_Exercise directions_. Starting with the first line and ending with the line that holds "use serde_json::Value;", repeat the material exactly.

** Given data follows **

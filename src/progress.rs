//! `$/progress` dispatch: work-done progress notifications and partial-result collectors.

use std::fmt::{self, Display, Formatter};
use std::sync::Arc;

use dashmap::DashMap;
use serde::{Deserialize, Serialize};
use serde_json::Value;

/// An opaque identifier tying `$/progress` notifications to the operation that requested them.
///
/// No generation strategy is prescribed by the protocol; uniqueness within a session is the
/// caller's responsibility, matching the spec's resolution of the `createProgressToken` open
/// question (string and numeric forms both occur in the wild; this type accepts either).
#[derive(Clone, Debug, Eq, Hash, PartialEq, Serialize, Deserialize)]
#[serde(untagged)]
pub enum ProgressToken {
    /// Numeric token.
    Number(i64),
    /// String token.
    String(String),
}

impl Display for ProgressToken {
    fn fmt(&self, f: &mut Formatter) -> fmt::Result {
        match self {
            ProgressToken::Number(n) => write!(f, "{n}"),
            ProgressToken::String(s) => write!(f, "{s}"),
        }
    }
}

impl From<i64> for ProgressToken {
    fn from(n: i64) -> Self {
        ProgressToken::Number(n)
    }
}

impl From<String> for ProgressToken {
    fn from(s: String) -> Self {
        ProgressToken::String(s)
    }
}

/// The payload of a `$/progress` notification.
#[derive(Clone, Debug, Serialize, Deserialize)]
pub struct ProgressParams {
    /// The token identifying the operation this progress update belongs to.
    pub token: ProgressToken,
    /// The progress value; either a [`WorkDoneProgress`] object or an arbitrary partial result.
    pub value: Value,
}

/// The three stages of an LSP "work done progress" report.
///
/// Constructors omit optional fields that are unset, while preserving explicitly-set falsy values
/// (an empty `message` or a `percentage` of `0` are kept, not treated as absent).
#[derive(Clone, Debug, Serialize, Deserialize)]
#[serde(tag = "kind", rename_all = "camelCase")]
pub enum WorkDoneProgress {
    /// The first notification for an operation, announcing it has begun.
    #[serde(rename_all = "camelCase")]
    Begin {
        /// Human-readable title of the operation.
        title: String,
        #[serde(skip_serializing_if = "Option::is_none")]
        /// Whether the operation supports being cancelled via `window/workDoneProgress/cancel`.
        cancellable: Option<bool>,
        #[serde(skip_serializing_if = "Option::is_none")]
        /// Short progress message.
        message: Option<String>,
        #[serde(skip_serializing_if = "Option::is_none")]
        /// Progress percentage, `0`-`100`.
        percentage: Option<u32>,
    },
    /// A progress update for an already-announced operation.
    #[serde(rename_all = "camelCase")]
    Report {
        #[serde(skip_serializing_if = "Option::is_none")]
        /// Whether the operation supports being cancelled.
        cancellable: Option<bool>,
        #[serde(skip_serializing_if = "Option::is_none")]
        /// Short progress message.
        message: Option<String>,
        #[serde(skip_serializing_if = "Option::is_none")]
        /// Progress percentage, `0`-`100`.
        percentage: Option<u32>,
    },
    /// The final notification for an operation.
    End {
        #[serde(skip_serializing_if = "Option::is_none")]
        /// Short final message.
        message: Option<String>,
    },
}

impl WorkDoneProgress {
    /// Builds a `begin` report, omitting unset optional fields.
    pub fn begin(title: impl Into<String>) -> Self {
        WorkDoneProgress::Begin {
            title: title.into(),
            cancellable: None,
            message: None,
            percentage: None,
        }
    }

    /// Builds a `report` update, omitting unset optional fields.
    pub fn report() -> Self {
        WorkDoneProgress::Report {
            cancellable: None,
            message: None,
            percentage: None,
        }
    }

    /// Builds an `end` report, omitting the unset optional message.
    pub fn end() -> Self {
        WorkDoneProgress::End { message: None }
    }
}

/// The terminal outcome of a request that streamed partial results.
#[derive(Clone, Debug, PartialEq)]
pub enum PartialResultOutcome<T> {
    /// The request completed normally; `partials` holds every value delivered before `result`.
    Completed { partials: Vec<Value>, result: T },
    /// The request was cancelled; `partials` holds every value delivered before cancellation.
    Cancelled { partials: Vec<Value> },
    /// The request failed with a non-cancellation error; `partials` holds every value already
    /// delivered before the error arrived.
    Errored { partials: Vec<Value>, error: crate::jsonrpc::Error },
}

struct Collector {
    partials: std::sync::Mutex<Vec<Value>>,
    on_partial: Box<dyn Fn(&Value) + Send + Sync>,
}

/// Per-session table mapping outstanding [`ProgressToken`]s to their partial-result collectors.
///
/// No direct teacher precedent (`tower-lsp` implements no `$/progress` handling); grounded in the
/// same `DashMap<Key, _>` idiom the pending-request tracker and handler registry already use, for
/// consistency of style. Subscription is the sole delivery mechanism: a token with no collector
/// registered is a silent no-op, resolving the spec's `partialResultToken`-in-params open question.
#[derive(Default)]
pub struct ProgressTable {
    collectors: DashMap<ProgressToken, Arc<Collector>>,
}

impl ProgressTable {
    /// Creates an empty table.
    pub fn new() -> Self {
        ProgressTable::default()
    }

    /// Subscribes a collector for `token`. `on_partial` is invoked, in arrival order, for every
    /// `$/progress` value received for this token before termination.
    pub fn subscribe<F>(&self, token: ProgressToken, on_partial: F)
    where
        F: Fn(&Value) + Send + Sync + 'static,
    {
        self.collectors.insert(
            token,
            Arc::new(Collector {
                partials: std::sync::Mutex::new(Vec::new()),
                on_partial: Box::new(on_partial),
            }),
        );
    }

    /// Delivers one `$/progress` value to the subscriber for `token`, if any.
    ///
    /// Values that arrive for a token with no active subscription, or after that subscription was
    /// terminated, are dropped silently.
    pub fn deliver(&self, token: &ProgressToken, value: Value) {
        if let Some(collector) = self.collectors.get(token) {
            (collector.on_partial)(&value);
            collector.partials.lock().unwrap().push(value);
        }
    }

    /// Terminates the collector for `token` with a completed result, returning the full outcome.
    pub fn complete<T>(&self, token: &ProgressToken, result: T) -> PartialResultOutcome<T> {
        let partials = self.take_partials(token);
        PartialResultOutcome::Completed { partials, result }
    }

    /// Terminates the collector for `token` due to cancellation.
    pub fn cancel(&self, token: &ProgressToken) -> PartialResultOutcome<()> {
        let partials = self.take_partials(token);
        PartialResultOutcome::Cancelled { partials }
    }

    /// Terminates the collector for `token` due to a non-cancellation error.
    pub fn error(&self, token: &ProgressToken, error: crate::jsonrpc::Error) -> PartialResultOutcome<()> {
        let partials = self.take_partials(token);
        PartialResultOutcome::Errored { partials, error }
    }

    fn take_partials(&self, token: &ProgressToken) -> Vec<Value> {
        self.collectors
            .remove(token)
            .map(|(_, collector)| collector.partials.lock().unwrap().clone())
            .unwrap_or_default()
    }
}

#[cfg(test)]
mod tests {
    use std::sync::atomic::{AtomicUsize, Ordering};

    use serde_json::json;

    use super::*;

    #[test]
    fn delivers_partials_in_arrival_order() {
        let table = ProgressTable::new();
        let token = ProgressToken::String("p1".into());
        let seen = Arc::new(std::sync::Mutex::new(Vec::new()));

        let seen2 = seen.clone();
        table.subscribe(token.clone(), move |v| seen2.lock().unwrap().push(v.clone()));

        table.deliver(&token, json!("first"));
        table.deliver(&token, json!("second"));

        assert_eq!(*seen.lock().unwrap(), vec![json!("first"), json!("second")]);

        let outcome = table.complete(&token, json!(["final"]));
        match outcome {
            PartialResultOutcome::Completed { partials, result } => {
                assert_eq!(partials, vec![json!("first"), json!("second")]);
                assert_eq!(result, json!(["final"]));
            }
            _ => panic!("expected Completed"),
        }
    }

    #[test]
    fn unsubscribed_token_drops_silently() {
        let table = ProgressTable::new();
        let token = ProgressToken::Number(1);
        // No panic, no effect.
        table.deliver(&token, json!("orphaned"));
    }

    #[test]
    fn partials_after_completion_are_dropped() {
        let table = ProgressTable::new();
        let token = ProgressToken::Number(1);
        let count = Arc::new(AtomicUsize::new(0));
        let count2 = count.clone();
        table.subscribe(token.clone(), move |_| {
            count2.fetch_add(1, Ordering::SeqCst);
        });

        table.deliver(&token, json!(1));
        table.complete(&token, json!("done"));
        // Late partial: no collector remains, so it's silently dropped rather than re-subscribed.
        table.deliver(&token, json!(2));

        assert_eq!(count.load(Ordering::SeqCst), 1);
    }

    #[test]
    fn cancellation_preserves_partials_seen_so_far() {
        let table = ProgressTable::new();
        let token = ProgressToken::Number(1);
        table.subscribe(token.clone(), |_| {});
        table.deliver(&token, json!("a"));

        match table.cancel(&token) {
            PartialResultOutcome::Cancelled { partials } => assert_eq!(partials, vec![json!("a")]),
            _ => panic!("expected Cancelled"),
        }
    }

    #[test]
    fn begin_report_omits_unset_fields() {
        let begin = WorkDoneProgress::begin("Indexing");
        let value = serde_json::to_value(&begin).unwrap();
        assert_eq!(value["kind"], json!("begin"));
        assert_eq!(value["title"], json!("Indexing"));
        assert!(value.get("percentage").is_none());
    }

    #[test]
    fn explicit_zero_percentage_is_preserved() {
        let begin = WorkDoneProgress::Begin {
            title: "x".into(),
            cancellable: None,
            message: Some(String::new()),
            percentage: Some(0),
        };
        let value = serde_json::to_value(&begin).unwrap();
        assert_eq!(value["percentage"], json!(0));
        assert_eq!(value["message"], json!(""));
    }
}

** End of Given data **

_Task result_.
filename src/progress.rs
//! `$/progress` dispatch: work-done progress notifications and partial-result collectors.

use std::fmt::{self, Display, Formatter};
use std::sync::Arc;

use dashmap::DashMap;
use serde::{Deserialize, Serialize};
use serde_json::Value;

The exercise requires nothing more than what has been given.